[Stored items]
━━━━

//! End-to-end: a token issued by the codec travels as a caller header and
//! verifies on the other side.

use mon::graphql::{GraphQLExecutor, NO_HEADERS};
use mon::jwt::{Claims, JwtCodec};
use serde::Deserialize;
use serde_json::json;
use tracing_subscriber::EnvFilter;
use wiremock::matchers::{header_exists, method};
use wiremock::{Mock, MockServer, ResponseTemplate};

#[derive(Debug, Default, Deserialize)]
struct Profile {
    id: i64,
    email: String,
}

fn init_tracing() {
    let _ = tracing_subscriber::fmt()
        .with_env_filter(EnvFilter::from_default_env())
        .with_test_writer()
        .try_init();
}

#[tokio::test]
async fn test_issued_token_is_forwarded_and_verifies() {
    init_tracing();
    let server = MockServer::start().await;

    Mock::given(method("POST"))
        .and(header_exists("authorization"))
        .respond_with(ResponseTemplate::new(200).set_body_json(json!({
            "data": {"profile": {"id": 12, "email": "john@example.com"}}
        })))
        .expect(1)
        .mount(&server)
        .await;

    let codec = JwtCodec::new("hasura-jwt-secret", "HS256");
    let mut claims = Claims::new();
    claims.insert("sub".into(), json!("12"));
    claims.insert(
        "https://hasura.io/jwt/claims".into(),
        json!({"x-hasura-default-role": "user", "x-hasura-user-id": "12"}),
    );
    let token = codec.encrypt(&mut claims).expect("encrypt failed");

    let mut executor = GraphQLExecutor::builder(format!("{}/v1/graphql", server.uri()))
        .query("query { profile { id email } }")
        .build()
        .expect("Failed to build executor");

    let bearer = format!("Bearer {token}");
    let mut profile = Profile::default();
    executor
        .set_response_key("profile")
        .set_response_model(&mut profile)
        .exec(&(), [("Authorization", bearer.as_str())])
        .await
        .expect("exec failed");
    assert_eq!(profile.id, 12);
    assert_eq!(profile.email, "john@example.com");

    let requests = server.received_requests().await.expect("recording enabled");
    let sent = requests[0]
        .headers
        .get("authorization")
        .and_then(|v| v.to_str().ok())
        .and_then(|v| v.strip_prefix("Bearer "))
        .expect("bearer token sent");

    let verified = codec.decrypt(sent).expect("forwarded token verifies");
    assert_eq!(verified["sub"], "12");
    assert_eq!(
        verified["https://hasura.io/jwt/claims"]["x-hasura-default-role"],
        "user"
    );
}

#[tokio::test]
async fn test_remote_errors_surface_through_umbrella() {
    init_tracing();
    let server = MockServer::start().await;

    Mock::given(method("POST"))
        .respond_with(ResponseTemplate::new(200).set_body_json(json!({
            "errors": [{"message": "Could not verify JWT: JWTExpired"}]
        })))
        .mount(&server)
        .await;

    let mut executor = GraphQLExecutor::builder(format!("{}/v1/graphql", server.uri()))
        .query("query { profile { id email } }")
        .build()
        .expect("Failed to build executor");

    let result: mon::graphql::Result<Profile> = executor
        .set_response_key("profile")
        .exec(&(), NO_HEADERS)
        .await;

    let err = result.unwrap_err();
    assert!(matches!(err, mon::graphql::Error::Remote { .. }));
    assert_eq!(err.remote_messages(), vec!["Could not verify JWT: JWTExpired"]);
}
//! Networking module for mon.
//!
//! This crate provides the GraphQL side of mon:
//!
//! - **GraphQL Executor**: runs one stored query document against a
//!   Hasura-style endpoint and decodes a single named field of `data`
//! - **HTTP Client**: the shared `reqwest`-backed transport it sends through
//!
//! # GraphQL Executor
//!
//! ```ignore
//! use mon_net::graphql::{GraphQLExecutor, NO_HEADERS};
//!
//! let mut executor = GraphQLExecutor::new(
//!     "https://hasura.example.com/v1/graphql",
//!     Some("my-admin-secret"),
//!     "queries/get_user.gql",
//! )?;
//!
//! let user: User = executor
//!     .set_response_key("user")
//!     .exec(&serde_json::json!({"id": 1}), NO_HEADERS)
//!     .await?;
//! ```
//!
//! ## Failure modes
//!
//! Every step fails with a distinct [`Error`] variant: reading the query
//! document ([`Error::Io`]), serializing variables ([`Error::Serialize`]),
//! transport ([`Error::Timeout`], [`Error::Connection`], [`Error::Request`]),
//! a body that is not an envelope ([`Error::InvalidBody`]), a non-null
//! `errors` member ([`Error::Remote`]), and a payload that is missing or does
//! not fit the model ([`Error::ResponseShape`], [`Error::ModelMismatch`]).
//! Nothing is retried.
//!
//! ## Sharing a client
//!
//! ```ignore
//! use std::time::Duration;
//! use mon_net::http::HttpClient;
//!
//! let client = HttpClient::builder()
//!     .timeout(Duration::from_secs(5))
//!     .build()?;
//!
//! let users = GraphQLExecutor::builder(url)
//!     .http_client(client.clone())
//!     .query_file("queries/users.gql")
//!     .build()?;
//! let orders = GraphQLExecutor::builder(url)
//!     .http_client(client)
//!     .query_file("queries/orders.gql")
//!     .build()?;
//! ```

mod error;
pub mod graphql;
pub mod http;

pub use error::{Error, Result};

// Re-export commonly used types at the crate root
pub use graphql::{
    ADMIN_SECRET_HEADER, ExecutorConfig, GraphQLExecutor, GraphQLExecutorBuilder, NO_HEADERS,
    QueryDocument, ResponseBinding, ResponseEnvelope,
};
pub use http::{HttpClient, HttpClientBuilder};
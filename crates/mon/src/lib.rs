//! mon - client-side helpers for Hasura-backed services.
//!
//! This is the umbrella crate that re-exports both helpers:
//!
//! - [`graphql`]: runs a stored GraphQL document against a Hasura-style
//!   endpoint and decodes one named field of the response (feature `graphql`)
//! - [`jwt`]: signs and verifies claim sets with a fixed 24-hour expiry
//!   (feature `jwt`)
//!
//! # Example
//!
//! ```ignore
//! use mon::graphql::{GraphQLExecutor, NO_HEADERS};
//! use mon::jwt::{Claims, JwtCodec};
//!
//! let codec = JwtCodec::new("secret", "HS256");
//! let mut claims = Claims::new();
//! claims.insert("sub".into(), "user-1".into());
//! let token = codec.encrypt(&mut claims)?;
//!
//! let mut executor = GraphQLExecutor::new(
//!     "https://hasura.example.com/v1/graphql",
//!     None,
//!     "queries/get_user.gql",
//! )?;
//! let bearer = format!("Bearer {token}");
//! let user: User = executor
//!     .set_response_key("user")
//!     .exec(&serde_json::json!({"id": 1}), [("Authorization", bearer.as_str())])
//!     .await?;
//! ```

/// GraphQL executor and HTTP transport.
#[cfg(feature = "graphql")]
pub mod graphql {
    pub use mon_net::graphql::*;
    pub use mon_net::http::{HttpClient, HttpClientBuilder};
    pub use mon_net::{Error, Result};
}

/// JSON Web Token codec.
#[cfg(feature = "jwt")]
pub mod jwt {
    pub use mon_jwt::*;
}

━━━━

[Task directions] Restate every line of the data above exactly as it was written.

[Your solution]
//! End-to-end: a token issued by the codec travels as a caller header and
//! verifies on the other side.

use mon::graphql::{GraphQLExecutor, NO_HEADERS};
use mon::jwt::{Claims, JwtCodec};
use serde::Deserialize;
use serde_json::json;
use tracing_subscriber::EnvFilter;
use wiremock::matchers::{header_exists, method};
use wiremock::{Mock, MockServer, ResponseTemplate};

#[derive(Debug, Default, Deserialize)]
struct Profile {
    id: i64,
    email: String,
}

fn init_tracing() {
    let _ = tracing_subscriber::fmt()
        .with_env_filter(EnvFilter::from_default_env())
        .with_test_writer()
        .try_init();
}

#[tokio::test]
async fn test_issued_token_is_forwarded_and_verifies() {
    init_tracing();
    let server = MockServer::start().await;

    Mock::given(method("POST"))
        .and(header_exists("authorization"))
        .respond_with(ResponseTemplate::new(200).set_body_json(json!({
            "data": {"profile": {"id": 12, "email": "john@example.com"}}
        })))
        .expect(1)
        .mount(&server)
        .await;

    let codec = JwtCodec::new("hasura-jwt-secret", "HS256");
    let mut claims = Claims::new();
    claims.insert("sub".into(), json!("12"));
    claims.insert(
        "https://hasura.io/jwt/claims".into(),
        json!({"x-hasura-default-role": "user", "x-hasura-user-id": "12"}),
    );
    let token = codec.encrypt(&mut claims).expect("encrypt failed");

    let mut executor = GraphQLExecutor::builder(format!("{}/v1/graphql", server.uri()))
        .query("query { profile { id email } }")
        .build()
        .expect("Failed to build executor");

    let bearer = format!("Bearer {token}");
    let mut profile = Profile::default();
    executor
        .set_response_key("profile")
        .set_response_model(&mut profile)
        .exec(&(), [("Authorization", bearer.as_str())])
        .await
        .expect("exec failed");
    assert_eq!(profile.id, 12);
    assert_eq!(profile.email, "john@example.com");

    let requests = server.received_requests().await.expect("recording enabled");
    let sent = requests[0]
        .headers
        .get("authorization")
        .and_then(|v| v.to_str().ok())
        .and_then(|v| v.strip_prefix("Bearer "))
        .expect("bearer token sent");

    let verified = codec.decrypt(sent).expect("forwarded token verifies");
    assert_eq!(verified["sub"], "12");
    assert_eq!(
        verified["https://hasura.io/jwt/claims"]["x-hasura-default-role"],
        "user"
    );
}

#[tokio::test]
async fn test_remote_errors_surface_through_umbrella() {
    init_tracing();
    let server = MockServer::start().await;

    Mock::given(method("POST"))
        .respond_with(ResponseTemplate::new(200).set_body_json(json!({
            "errors": [{"message": "Could not verify JWT: JWTExpired"}]
        })))
        .mount(&server)
        .await;

    let mut executor = GraphQLExecutor::builder(format!("{}/v1/graphql", server.uri()))
        .query("query { profile { id email } }")
        .build()
        .expect("Failed to build executor");

    let result: mon::graphql::Result<Profile> = executor
        .set_response_key("profile")
        .exec(&(), NO_HEADERS)
        .await;

    let err = result.unwrap_err();
    assert!(matches!(err, mon::graphql::Error::Remote { .. }));
    assert_eq!(err.remote_messages(), vec!["Could not verify JWT: JWTExpired"]);
}
//! Networking module for mon.
//!
//! This crate provides the GraphQL side of mon:
//!
//! - **GraphQL Executor**: runs one stored query document against a
//!   Hasura-style endpoint and decodes a single named field of `data`
//! - **HTTP Client**: the shared `reqwest`-backed transport it sends through
//!
//! # GraphQL Executor
//!
//! ```ignore
//! use mon_net::graphql::{GraphQLExecutor, NO_HEADERS};
//!
//! let mut executor = GraphQLExecutor::new(
//!     "https://hasura.example.com/v1/graphql",
//!     Some("my-admin-secret"),
//!     "queries/get_user.gql",
//! )?;
//!
//! let user: User = executor
//!     .set_response_key("user")
//!     .exec(&serde_json::json!({"id": 1}), NO_HEADERS)
//!     .await?;
//! ```
//!
//! ## Failure modes
//!
//! Every step fails with a distinct [`Error`] variant: reading the query
//! document ([`Error::Io`]), serializing variables ([`Error::Serialize`]),
//! transport ([`Error::Timeout`], [`Error::Connection`], [`Error::Request`]),
//! a body that is not an envelope ([`Error::InvalidBody`]), a non-null
//! `errors` member ([`Error::Remote`]), and a payload that is missing or does
//! not fit the model ([`Error::ResponseShape`], [`Error::ModelMismatch`]).
//! Nothing is retried.
//!
//! ## Sharing a client
//!
//! ```ignore
//! use std::time::Duration;
//! use mon_net::http::HttpClient;
//!
//! let client = HttpClient::builder()
//!     .timeout(Duration::from_secs(5))
//!     .build()?;
//!
//! let users = GraphQLExecutor::builder(url)
//!     .http_client(client.clone())
//!     .query_file("queries/users.gql")
//!     .build()?;
//! let orders = GraphQLExecutor::builder(url)
//!     .http_client(client)
//!     .query_file("queries/orders.gql")
//!     .build()?;
//! ```

mod error;
pub mod graphql;
pub mod http;

pub use error::{Error, Result};

// Re-export commonly used types at the crate root
pub use graphql::{
    ADMIN_SECRET_HEADER, ExecutorConfig, GraphQLExecutor, GraphQLExecutorBuilder, NO_HEADERS,
    QueryDocument, ResponseBinding, ResponseEnvelope,
};
pub use http::{HttpClient, HttpClientBuilder};
filename crates/mon/src/lib.rs
//! mon - client-side helpers for Hasura-backed services.
//!
//! This is the umbrella crate that re-exports both helpers:
//!
//! - [`graphql`]: runs a stored GraphQL document against a Hasura-style
//!   endpoint and decodes one named field of the response (feature `graphql`)
//! - [`jwt`]: signs and verifies claim sets with a fixed 24-hour expiry
//!   (feature `jwt`)
//!
//! # Example
//!
//! ```ignore
//! use mon::graphql::{GraphQLExecutor, NO_HEADERS};
//! use mon::jwt::{Claims, JwtCodec};
//!
//! let codec = JwtCodec::new("secret", "HS256");
//! let mut claims = Claims::new();
//! claims.insert("sub".into(), "user-1".into());
//! let token = codec.encrypt(&mut claims)?;
//!
//! let mut executor = GraphQLExecutor::new(
//!     "https://hasura.example.com/v1/graphql",
//!     None,
//!     "queries/get_user.gql",
//! )?;
//! let bearer = format!("Bearer {token}");
//! let user: User = executor
//!     .set_response_key("user")
//!     .exec(&serde_json::json!({"id": 1}), [("Authorization", bearer.as_str())])
//!     .await?;
//! ```

/// GraphQL executor and HTTP transport.
#[cfg(feature = "graphql")]
pub mod graphql {
    pub use mon_net::graphql::*;
    pub use mon_net::http::{HttpClient, HttpClientBuilder};
    pub use mon_net::{Error, Result};
}

/// JSON Web Token codec.
#[cfg(feature = "jwt")]
pub mod jwt {
    pub use mon_jwt::*;
}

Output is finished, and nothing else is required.